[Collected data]
○ ○ ○ ○ ○ ○ ○

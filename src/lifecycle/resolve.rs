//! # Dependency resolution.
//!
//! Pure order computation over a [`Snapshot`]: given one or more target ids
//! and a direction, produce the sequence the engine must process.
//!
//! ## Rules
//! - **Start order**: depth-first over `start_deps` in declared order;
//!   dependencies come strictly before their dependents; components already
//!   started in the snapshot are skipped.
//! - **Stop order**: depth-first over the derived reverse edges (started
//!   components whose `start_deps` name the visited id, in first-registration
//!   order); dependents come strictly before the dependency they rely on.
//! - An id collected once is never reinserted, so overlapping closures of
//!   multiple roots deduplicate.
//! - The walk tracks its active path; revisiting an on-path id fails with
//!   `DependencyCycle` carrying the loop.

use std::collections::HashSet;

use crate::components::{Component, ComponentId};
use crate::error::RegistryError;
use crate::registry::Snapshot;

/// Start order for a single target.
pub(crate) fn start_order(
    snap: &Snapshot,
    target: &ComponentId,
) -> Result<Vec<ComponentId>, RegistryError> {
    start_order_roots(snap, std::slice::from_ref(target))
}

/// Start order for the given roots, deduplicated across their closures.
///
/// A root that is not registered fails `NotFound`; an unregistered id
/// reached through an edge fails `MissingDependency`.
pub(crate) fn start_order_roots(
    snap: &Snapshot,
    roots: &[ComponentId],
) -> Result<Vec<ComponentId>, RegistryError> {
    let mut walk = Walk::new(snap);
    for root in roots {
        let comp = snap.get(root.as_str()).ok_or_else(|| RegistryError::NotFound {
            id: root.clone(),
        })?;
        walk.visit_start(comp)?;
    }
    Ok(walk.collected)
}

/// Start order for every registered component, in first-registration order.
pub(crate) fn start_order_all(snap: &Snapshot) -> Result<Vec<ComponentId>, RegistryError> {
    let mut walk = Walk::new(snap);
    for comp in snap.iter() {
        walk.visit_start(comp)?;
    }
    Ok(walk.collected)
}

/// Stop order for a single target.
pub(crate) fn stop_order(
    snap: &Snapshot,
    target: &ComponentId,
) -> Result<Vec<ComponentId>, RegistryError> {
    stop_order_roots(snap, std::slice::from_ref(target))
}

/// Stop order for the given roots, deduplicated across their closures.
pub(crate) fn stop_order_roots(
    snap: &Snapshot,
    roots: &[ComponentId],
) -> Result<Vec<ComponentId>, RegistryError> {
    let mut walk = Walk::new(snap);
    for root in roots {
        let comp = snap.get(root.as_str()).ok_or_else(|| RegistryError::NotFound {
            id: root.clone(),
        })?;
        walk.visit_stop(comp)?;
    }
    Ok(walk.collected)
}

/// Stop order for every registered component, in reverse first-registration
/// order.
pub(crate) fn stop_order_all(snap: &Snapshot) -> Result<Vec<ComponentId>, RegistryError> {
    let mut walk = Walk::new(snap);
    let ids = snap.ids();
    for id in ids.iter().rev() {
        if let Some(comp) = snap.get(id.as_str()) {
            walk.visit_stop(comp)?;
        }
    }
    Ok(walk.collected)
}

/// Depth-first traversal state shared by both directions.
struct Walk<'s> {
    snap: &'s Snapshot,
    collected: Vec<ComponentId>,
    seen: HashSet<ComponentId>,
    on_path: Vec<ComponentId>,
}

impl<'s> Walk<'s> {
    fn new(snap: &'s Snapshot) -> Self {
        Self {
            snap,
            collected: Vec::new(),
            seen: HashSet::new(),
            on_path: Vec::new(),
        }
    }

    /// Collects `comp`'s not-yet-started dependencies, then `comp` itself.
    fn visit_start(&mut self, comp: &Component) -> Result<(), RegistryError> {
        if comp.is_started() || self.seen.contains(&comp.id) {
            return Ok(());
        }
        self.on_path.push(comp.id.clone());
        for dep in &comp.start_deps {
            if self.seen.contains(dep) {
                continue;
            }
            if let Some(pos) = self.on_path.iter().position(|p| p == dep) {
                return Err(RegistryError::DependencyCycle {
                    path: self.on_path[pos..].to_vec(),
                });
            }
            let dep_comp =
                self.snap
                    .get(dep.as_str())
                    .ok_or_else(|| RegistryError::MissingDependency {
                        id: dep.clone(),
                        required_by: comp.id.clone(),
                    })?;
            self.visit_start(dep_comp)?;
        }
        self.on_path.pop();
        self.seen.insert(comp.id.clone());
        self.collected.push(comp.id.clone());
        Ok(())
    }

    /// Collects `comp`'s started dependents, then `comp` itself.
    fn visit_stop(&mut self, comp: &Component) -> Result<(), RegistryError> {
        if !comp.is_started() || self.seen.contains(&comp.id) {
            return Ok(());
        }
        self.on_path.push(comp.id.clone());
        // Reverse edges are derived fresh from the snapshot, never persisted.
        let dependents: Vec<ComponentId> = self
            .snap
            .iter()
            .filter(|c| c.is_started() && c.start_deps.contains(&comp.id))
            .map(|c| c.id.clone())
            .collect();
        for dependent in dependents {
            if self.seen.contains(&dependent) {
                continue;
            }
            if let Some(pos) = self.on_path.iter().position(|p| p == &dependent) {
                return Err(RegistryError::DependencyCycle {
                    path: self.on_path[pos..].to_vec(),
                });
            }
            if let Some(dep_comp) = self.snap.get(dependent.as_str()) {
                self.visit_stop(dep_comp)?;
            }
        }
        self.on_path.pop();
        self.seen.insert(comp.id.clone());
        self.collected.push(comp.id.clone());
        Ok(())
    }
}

○ ○ ○ ○ ○ ○ ○

▶ _Activity_
Please reproduce each entry exactly as it appears.

▶ _Written answer_
filename src/lifecycle/resolve.rs
//! # Dependency resolution.
//!
//! Pure order computation over a [`Snapshot`]: given one or more target ids
//! and a direction, produce the sequence the engine must process.
//!
//! ## Rules
//! - **Start order**: depth-first over `start_deps` in declared order;
//!   dependencies come strictly before their dependents; components already
//!   started in the snapshot are skipped.
//! - **Stop order**: depth-first over the derived reverse edges (started
//!   components whose `start_deps` name the visited id, in first-registration
//!   order); dependents come strictly before the dependency they rely on.
//! - An id collected once is never reinserted, so overlapping closures of
//!   multiple roots deduplicate.
//! - The walk tracks its active path; revisiting an on-path id fails with
//!   `DependencyCycle` carrying the loop.

use std::collections::HashSet;

use crate::components::{Component, ComponentId};
use crate::error::RegistryError;
use crate::registry::Snapshot;

/// Start order for a single target.
pub(crate) fn start_order(
    snap: &Snapshot,
    target: &ComponentId,
) -> Result<Vec<ComponentId>, RegistryError> {
    start_order_roots(snap, std::slice::from_ref(target))
}

/// Start order for the given roots, deduplicated across their closures.
///
/// A root that is not registered fails `NotFound`; an unregistered id
/// reached through an edge fails `MissingDependency`.
pub(crate) fn start_order_roots(
    snap: &Snapshot,
    roots: &[ComponentId],
) -> Result<Vec<ComponentId>, RegistryError> {
    let mut walk = Walk::new(snap);
    for root in roots {
        let comp = snap.get(root.as_str()).ok_or_else(|| RegistryError::NotFound {
            id: root.clone(),
        })?;
        walk.visit_start(comp)?;
    }
    Ok(walk.collected)
}

/// Start order for every registered component, in first-registration order.
pub(crate) fn start_order_all(snap: &Snapshot) -> Result<Vec<ComponentId>, RegistryError> {
    let mut walk = Walk::new(snap);
    for comp in snap.iter() {
        walk.visit_start(comp)?;
    }
    Ok(walk.collected)
}

/// Stop order for a single target.
pub(crate) fn stop_order(
    snap: &Snapshot,
    target: &ComponentId,
) -> Result<Vec<ComponentId>, RegistryError> {
    stop_order_roots(snap, std::slice::from_ref(target))
}

/// Stop order for the given roots, deduplicated across their closures.
pub(crate) fn stop_order_roots(
    snap: &Snapshot,
    roots: &[ComponentId],
) -> Result<Vec<ComponentId>, RegistryError> {
    let mut walk = Walk::new(snap);
    for root in roots {
        let comp = snap.get(root.as_str()).ok_or_else(|| RegistryError::NotFound {
            id: root.clone(),
        })?;
        walk.visit_stop(comp)?;
    }
    Ok(walk.collected)
}

/// Stop order for every registered component, in reverse first-registration
/// order.
pub(crate) fn stop_order_all(snap: &Snapshot) -> Result<Vec<ComponentId>, RegistryError> {
    let mut walk = Walk::new(snap);
    let ids = snap.ids();
    for id in ids.iter().rev() {
        if let Some(comp) = snap.get(id.as_str()) {
            walk.visit_stop(comp)?;
        }
    }
    Ok(walk.collected)
}

/// Depth-first traversal state shared by both directions.
struct Walk<'s> {
    snap: &'s Snapshot,
    collected: Vec<ComponentId>,
    seen: HashSet<ComponentId>,
    on_path: Vec<ComponentId>,
}

impl<'s> Walk<'s> {
    fn new(snap: &'s Snapshot) -> Self {
        Self {
            snap,
            collected: Vec::new(),
            seen: HashSet::new(),
            on_path: Vec::new(),
        }
    }

    /// Collects `comp`'s not-yet-started dependencies, then `comp` itself.
    fn visit_start(&mut self, comp: &Component) -> Result<(), RegistryError> {
        if comp.is_started() || self.seen.contains(&comp.id) {
            return Ok(());
        }
        self.on_path.push(comp.id.clone());
        for dep in &comp.start_deps {
            if self.seen.contains(dep) {
                continue;
            }
            if let Some(pos) = self.on_path.iter().position(|p| p == dep) {
                return Err(RegistryError::DependencyCycle {
                    path: self.on_path[pos..].to_vec(),
                });
            }
            let dep_comp =
                self.snap
                    .get(dep.as_str())
                    .ok_or_else(|| RegistryError::MissingDependency {
                        id: dep.clone(),
                        required_by: comp.id.clone(),
                    })?;
            self.visit_start(dep_comp)?;
        }
        self.on_path.pop();
        self.seen.insert(comp.id.clone());
        self.collected.push(comp.id.clone());
        Ok(())
    }

    /// Collects `comp`'s started dependents, then `comp` itself.
    fn visit_stop(&mut self, comp: &Component) -> Result<(), RegistryError> {
        if !comp.is_started() || self.seen.contains(&comp.id) {
            return Ok(());
        }
        self.on_path.push(comp.id.clone());
        // Reverse edges are derived fresh from the snapshot, never persisted.
        let dependents: Vec<ComponentId> = self
            .snap
            .iter()
            .filter(|c| c.is_started() && c.start_deps.contains(&comp.id))
            .map(|c| c.id.clone())
            .collect();
        for dependent in dependents {
            if self.seen.contains(&dependent) {
                continue;
            }
            if let Some(pos) = self.on_path.iter().position(|p| p == &dependent) {
                return Err(RegistryError::DependencyCycle {
                    path: self.on_path[pos..].to_vec(),
                });
            }
            if let Some(dep_comp) = self.snap.get(dependent.as_str()) {
                self.visit_stop(dep_comp)?;
            }
        }
        self.on_path.pop();
        self.seen.insert(comp.id.clone());
        self.collected.push(comp.id.clone());
        Ok(())
    }
}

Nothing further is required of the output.